The NO on Prop 16 campaign, which is working to prevent the return of racial and gender discrimination and preferences in California, recently highlighted on their Facebook page an egregious, racist comment made in 2014 by Democratic state Assemblywoman Cristina Garcia (D-Bell Gardens), about Asian Americans participating in the political process.
The Prop. 16 campaign contacted the California Globe about this.
“Shockingly, Facebook took down our post yesterday and labeled it ‘hate speech.'”
The post is back up on Facebook; California Globe took this screen capture Friday morning.
“There is no place in modern America for the type of racism exhibited by said state lawmaker, who is one of the primary champions of the restoration of racial preferences in California. There is also no good reason why Facebook should be labeling targets of racism as perpetrators of hate speech,” the campaign said.
“‘This makes me feel like I want to punch the next Asian person I see in the face,’ according to sources present at the meeting and other legislative sources who were told about the comments in the immediate aftermath,” Politico reported in 2018.
Prop. 16, if passed, would reverse the California Civil Rights Initiative, known as Proposition 209, which protects all Californians from discrimination. Prop. 209, passed by voters 55% to 45% in 1996, said that the state cannot discriminate against or grant preferential treatment on the basis of race, sex, color, ethnicity, or national origin in the operation of public employment, public education, and public contracting.
Prop. 209 is based on the exact language of the 1964 U.S. Civil Right Act.
The post is also up on Twitter:
CA Dem lawmaker @AsmGarcia expressed her true feelings on Asian Americans organizing to defeat racial preferences in 2014. Reject racism in 2020. Support equality: https://t.co/YIyQTFQGtD. #DefendProp209 #NoOnProp16 #EqualOpportunity pic.twitter.com/U1bTfO9FX7
— Californians for Equal Rights /NO on 16 (Official) (@CA4equalrights) August 24, 2020
The NO on Prop 16 campaign objected to Facebook’s ruling, contacted Facebook, and Facebook reversed it. “With that said, the ubiquity of Facebook gives it enormous power. That power should not be used, even if unwittingly, to censor or silence ordinary Americans advocating for their political beliefs,” the campaign said.

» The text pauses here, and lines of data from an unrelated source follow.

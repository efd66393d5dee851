//! # Anchor Storage (lm-03)
//!
//! Registry of external chains whose block hashes are anchored on this
//! ledger, with a per-chain cap on how many records stay in state.
//!
//! ## Records
//!
//! | Record | Owner of change |
//! |--------|-----------------|
//! | `AnchoredChain` | register, record (cursor and counters), prune |
//! | `AnchorRecord` | record (append only), prune (delete oldest) |
//! | `StorageCapacity` | register (default limit), purchase |
//!
//! ## Rules
//!
//! - Monikers are unique and the owner never changes.
//! - Heights strictly increase per chain; a height at or below
//!   `last_height` is never overwritten.
//! - `in_state_limit <= max_storage_limit`. When a record pushes the
//!   in-state count over the limit, the oldest records are deleted.
//!   `last_height` is kept.

pub mod domain;
pub mod genesis;
pub mod handler;
pub mod ports;
pub mod service;

pub use domain::{
    AnchorError, AnchorParams, AnchorRecord, AnchoredChain, BlockFilter, ChainFilter,
    RecordOutcome, StorageCapacity, MAX_PAGE_LIMIT,
};
pub use genesis::{AnchorGenesis, ChainExport};
pub use ports::AnchorQuery;
pub use service::{
    AnchorStorageManager, DEFAULT_STARTING_CHAIN_ID, EVENT_PURCHASE_STORAGE, EVENT_RECORD,
    EVENT_REGISTER,
};
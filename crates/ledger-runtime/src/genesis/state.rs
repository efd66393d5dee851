//! # Genesis State
//!
//! Versioned snapshot of every module's state.

use lm_01_escrow_ledger::{EscrowError, EscrowGenesis};
use lm_02_purchase_orders::{OrderError, OrdersGenesis};
use lm_03_anchor_storage::{AnchorError, AnchorGenesis};
use serde::{Deserialize, Serialize};
use serde_json::Value;
use shared_types::{BankError, BankGenesis, Timestamp};
use thiserror::Error;

use crate::container::LedgerConfig;

/// Layout version written by this build.
pub const GENESIS_VERSION: u64 = 3;

/// Genesis import and export errors.
#[derive(Debug, Error)]
pub enum GenesisError {
    #[error("genesis json: {0}")]
    Json(#[from] serde_json::Error),

    #[error("genesis version {found} is not supported, expected {supported}; run the migration first")]
    UnsupportedVersion { found: u64, supported: u64 },

    #[error("genesis has no version field")]
    MissingVersion,

    #[error("bank genesis: {0}")]
    Bank(#[from] BankError),

    #[error(transparent)]
    Escrow(#[from] EscrowError),

    #[error(transparent)]
    Orders(#[from] OrderError),

    #[error(transparent)]
    Anchor(#[from] AnchorError),
}

impl GenesisError {
    pub fn code(&self) -> u32 {
        match self {
            GenesisError::Json(_) => 601,
            GenesisError::UnsupportedVersion { .. } => 602,
            GenesisError::MissingVersion => 603,
            GenesisError::Bank(_) => 604,
            GenesisError::Escrow(e) => e.code(),
            GenesisError::Orders(e) => e.code(),
            GenesisError::Anchor(e) => e.code(),
        }
    }
}

#[derive(Debug, Clone, PartialEq, Eq, Serialize, Deserialize)]
pub struct GenesisState {
    pub version: u64,
    #[serde(default)]
    pub genesis_time: Timestamp,
    #[serde(default)]
    pub bank: BankGenesis,
    pub escrow: EscrowGenesis,
    pub orders: OrdersGenesis,
    pub anchor: AnchorGenesis,
}

impl GenesisState {
    /// Empty state carrying the configured params.
    pub fn new(config: &LedgerConfig) -> Self {
        Self {
            version: GENESIS_VERSION,
            genesis_time: 0,
            bank: BankGenesis::default(),
            escrow: EscrowGenesis::empty(&config.enterprise.denom),
            orders: OrdersGenesis::new(config.enterprise.clone()),
            anchor: AnchorGenesis::new(config.anchor.clone()),
        }
    }

    /// The escrow denomination follows the enterprise params.
    pub fn denom(&self) -> &str {
        &self.orders.params.denom
    }

    /// Parse a snapshot written by this build. Older layouts are refused
    /// with [`GenesisError::UnsupportedVersion`].
    pub fn from_json(json: &str) -> Result<Self, GenesisError> {
        let value: Value = serde_json::from_str(json)?;
        let found = read_version(&value)?;
        if found != GENESIS_VERSION {
            return Err(GenesisError::UnsupportedVersion {
                found,
                supported: GENESIS_VERSION,
            });
        }
        Ok(serde_json::from_value(value)?)
    }

    pub fn to_json_pretty(&self) -> Result<String, GenesisError> {
        Ok(serde_json::to_string_pretty(self)?)
    }

    /// Stateless checks of every module section.
    pub fn validate(&self) -> Result<(), GenesisError> {
        if self.version != GENESIS_VERSION {
            return Err(GenesisError::UnsupportedVersion {
                found: self.version,
                supported: GENESIS_VERSION,
            });
        }
        self.orders.validate()?;
        self.escrow.validate(self.denom())?;
        self.anchor.validate()?;
        Ok(())
    }
}

pub(crate) fn read_version(value: &Value) -> Result<u64, GenesisError> {
    value
        .get("version")
        .and_then(Value::as_u64)
        .ok_or(GenesisError::MissingVersion)
}
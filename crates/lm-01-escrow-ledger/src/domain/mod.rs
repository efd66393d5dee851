//! Domain layer: records, keys and errors of the escrow ledger.

pub mod entities;
pub mod errors;
pub mod keys;

pub use entities::*;
pub use errors::*;
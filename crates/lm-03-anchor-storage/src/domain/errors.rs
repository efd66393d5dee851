use shared_types::{Address, CodecError, MsgError};
use thiserror::Error;

/// Anchor storage errors.
#[derive(Debug, Clone, PartialEq, Eq, Error)]
pub enum AnchorError {
    #[error("chain with moniker {0} is already registered")]
    ChainAlreadyRegistered(String),

    #[error("chain {0} does not exist")]
    ChainDoesNotExist(u64),

    #[error("chain {chain_id} block {height} already recorded (last height {last_height})")]
    BlockAlreadyRecorded {
        chain_id: u64,
        height: u64,
        last_height: u64,
    },

    #[error("{caller} is not the owner of chain {chain_id}")]
    NotOwner { chain_id: u64, caller: Address },

    #[error("chain {chain_id}: {requested} slots requested, at most {max_purchasable} purchasable")]
    ExceedsMaxStorage {
        chain_id: u64,
        requested: u64,
        max_purchasable: u64,
    },

    #[error("missing data: {0}")]
    MissingData(String),

    #[error("content too large: {field} is {len} chars, max {max}")]
    ContentTooLarge { field: String, len: usize, max: usize },

    #[error("invalid params: {0}")]
    InvalidParams(String),

    #[error("{0} is not the params authority")]
    Unauthorized(Address),

    #[error("invalid anchor genesis: {0}")]
    InvalidGenesis(String),

    #[error("chain ids exhausted at {0}")]
    IdsExhausted(u64),

    #[error(transparent)]
    Msg(MsgError),

    #[error(transparent)]
    Codec(#[from] CodecError),
}

impl From<MsgError> for AnchorError {
    fn from(err: MsgError) -> Self {
        match err {
            MsgError::MissingData(what) => AnchorError::MissingData(what),
            MsgError::ContentTooLarge { field, len, max } => {
                AnchorError::ContentTooLarge { field, len, max }
            }
            other => AnchorError::Msg(other),
        }
    }
}

impl AnchorError {
    pub fn code(&self) -> u32 {
        match self {
            AnchorError::ChainAlreadyRegistered(_) => 301,
            AnchorError::ChainDoesNotExist(_) => 302,
            AnchorError::BlockAlreadyRecorded { .. } => 303,
            AnchorError::NotOwner { .. } => 304,
            AnchorError::ExceedsMaxStorage { .. } => 305,
            AnchorError::MissingData(_) => 306,
            AnchorError::ContentTooLarge { .. } => 307,
            AnchorError::InvalidParams(_) => 308,
            AnchorError::Unauthorized(_) => 309,
            AnchorError::InvalidGenesis(_) => 310,
            AnchorError::Msg(_) => 311,
            AnchorError::Codec(_) => 312,
            AnchorError::IdsExhausted(_) => 313,
        }
    }
}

Politico reported in 2018:
“California Assemblywoman Cristina Garcia, the prominent #MeToo activist now under investigation for groping and sexual harassment of former legislative staffers, was reprimanded by former Assembly Speaker John Perez in 2014 for making racially insensitive comments directed toward Asians.”
“Perez confirmed to POLITICO that he had to ‘strongly admonish’ Garcia after she made comments against Asians in a closed-door Assembly Democratic Caucus meeting in 2014 — the same year in which she also acknowledged using homophobic slurs aimed at Perez, the first openly gay speaker of the California State Assembly.”
“Furthermore, the activism of first-generation, Asian American supporters of the NO on Prop 16 campaign is part of a broader, nationwide political awakening from this community on the issue of equal opportunity,” the campaign said. “The movement is remarkable and inspirational. We hope Facebook will ensure that it does not shut out their voices, even if real racists advocating for racial preferences threaten to punch them in the face.”
Prop. 16 will reverse equal rights and equal opportunities. Prior to the University of California’s elimination of race preferences, Japanese Americans were 13 times LESS likely to be accepted to UC Davis medical school than members of groups benefiting from race preferences. Korean Americans were 14 times LESS likely to be accepted than those who benefited from race preferences, according to education scholar Lance Izumi.
Repealing Proposition 209 would threaten the equal rights of all people in California, Izumi says.
As for Assemblywoman Garcia, the No on Prop. 16 campaign said it has not had a response from her.